“I never yet knew how it felt to think I stood in the presence of my superior.—If the presence of God were made visible immediately before me, I could not abase myself.”
“The real test of being in the presence of God is, that you either forget about yourself altogether or see yourself as a small, dirty object” (p. 125).
Now isn’t that interesting? One man, imagining the presence of greatness, feels the same about himself. Another man, imagining the greatness, feels unworthy and unclean. Same contemplated being — completely opposite reactions. What explains this?
Part of the explanation can be personal and autobiographical. Some people think and act well, building up a healthy confidence in their abilities and character. Others do badly and knowingly do bad things, undercutting their confidence and coming to dislike themselves.
But it’s more than that. Whitman speaks only of himself in the first person, while Lewis speaks in the second person, implicitly generalizing to the human condition. Lewis is not saying merely that he, personally, through some quirk or weirdness of personal development, came to feel himself to be a loathesome being; Lewis is saying that that’s what it is to be a human being.
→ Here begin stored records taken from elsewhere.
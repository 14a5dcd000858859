//! Network layer subsystem.
//!
//! # Data Flow
//! ```text
//! Incoming TCP connection
//!     → listener.rs (accept loop, connection limits)
//!     → connection.rs (session tracking, permit held until relays end)
//!     → Hand off to the dispatcher
//! ```
//!
//! # Design Decisions
//! - Bounded fan-out prevents unbounded task growth under load
//! - Accept errors are per-connection, never fatal
//! - The permit travels with the session, not with the accept loop
//! - Closing the listener stops new sessions only

pub mod connection;
pub mod listener;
He does sometimes speak autobiographically: “In my most clear-sighted moments not only do I not think myself a nice man, but I know I am a very nasty one” (p. 117). But he sees himself as being in the same condition everyone else is. And no one, he thinks, can get to God without the same negative self-belief: “he cannot get into the right relation [to God] until he has discovered the fact of our bankruptcy” (p. 145).
So here’s my question: What is the psychological order for Lewis (and by extension, Christianity)? Is it that first we have a personal sense of nastiness, then we turn to Christianity and generalize that bankruptcy to the human condition? Or is it that we start with a generalized view of the bankruptcy of humanity and see ourselves as part of the package?
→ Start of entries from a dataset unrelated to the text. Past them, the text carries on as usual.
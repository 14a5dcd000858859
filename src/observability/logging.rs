//! Structured logging.
//!
//! # Responsibilities
//! - Initialize the tracing subscriber from `LoggingConfig`
//! - Route output to a log file so the operator shell keeps the terminal
//!
//! # Design Decisions
//! - `RUST_LOG` overrides the configured level
//! - Text format by default, JSON on request
//! - No ANSI colors when writing to a file

use std::fs::OpenOptions;
use std::sync::Mutex;

use thiserror::Error;
use tracing_subscriber::fmt::writer::BoxMakeWriter;
use tracing_subscriber::{layer::SubscriberExt, util::SubscriberInitExt, EnvFilter};

use crate::config::{LogFormat, LoggingConfig};

/// Errors from logging setup.
#[derive(Debug, Error)]
pub enum LoggingError {
    #[error("cannot open log file {path}: {source}")]
    File {
        path: String,
        #[source]
        source: std::io::Error,
    },

    #[error("invalid log level: {0}")]
    Filter(#[from] tracing_subscriber::filter::ParseError),

    #[error(transparent)]
    Init(#[from] tracing_subscriber::util::TryInitError),
}

/// Default filter directive for a configured level.
pub fn default_directive(level: &str) -> String {
    format!("tcp_balancer={}", level)
}

/// Install the global subscriber.
pub fn init_logging(config: &LoggingConfig) -> Result<(), LoggingError> {
    let filter = match EnvFilter::try_from_default_env() {
        Ok(filter) => filter,
        Err(_) => EnvFilter::try_new(default_directive(&config.level))?,
    };

    let writer = match &config.file {
        Some(path) => {
            let file = OpenOptions::new()
                .create(true)
                .append(true)
                .open(path)
                .map_err(|source| LoggingError::File {
                    path: path.clone(),
                    source,
                })?;
            BoxMakeWriter::new(Mutex::new(file))
        }
        None => BoxMakeWriter::new(std::io::stderr),
    };

    let layer = tracing_subscriber::fmt::layer()
        .with_writer(writer)
        .with_ansi(config.file.is_none());

    match config.format {
        LogFormat::Text => tracing_subscriber::registry()
            .with(filter)
            .with(layer)
            .try_init()?,
        LogFormat::Json => tracing_subscriber::registry()
            .with(filter)
            .with(layer.json())
            .try_init()?,
    }
    Ok(())
}

#[cfg(test)]
mod tests {
    use super::*;

    #[test]
    fn test_directive_targets_crate() {
        assert_eq!(default_directive("debug"), "tcp_balancer=debug");
        assert!(EnvFilter::try_new(default_directive("warn")).is_ok());
    }

    #[test]
    fn test_unopenable_file_is_reported() {
        let config = LoggingConfig {
            file: Some("/nonexistent-dir/lb.log".into()),
            ..LoggingConfig::default()
        };
        assert!(matches!(init_logging(&config), Err(LoggingError::File { .. })));
    }
}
Lewis’s book opens up another possibility through his presentation of Christian ethics. That ethic demands chastity, obedience, humility, forgiveness, and so on. But trying to live according to the Christian ethics, Lewis reports, always leads to repeated failure and consequent guilt, which drives home to us our bankruptcy, which is an important learning step: “It is the change from being confident about our own efforts to the state in which we despair of doing anything for ourselves” (146).
So it could be that the self-despising comes indirectly via first adopting the Christian ethic and trying to take it seriously.
So which of three possible routes is the Lewisian Christian one?
1. One first develops a self-loathing for personal reasons. Christianity then is an after-the-fact confirmation and consolation, as well as incorporating a negative generalization to all human beings.
2. One first comes to believe that humans in general are loathsome. Christianity then both confirms this belief and personalizes it.
3. One starts off as a standard decent person who wants to be good. One then comes to believe sincerely that the Christian ethics are good, and one experiences repeated failure when trying to live according to them. So one consequently comes to think of oneself and others as by nature weak and guilty.
Or to put it in starker terms: Does one begin feeling that one is loathsome and then turn to Christianity for affirmation? Or does one start by committing to Christianity and consequently come to despise oneself?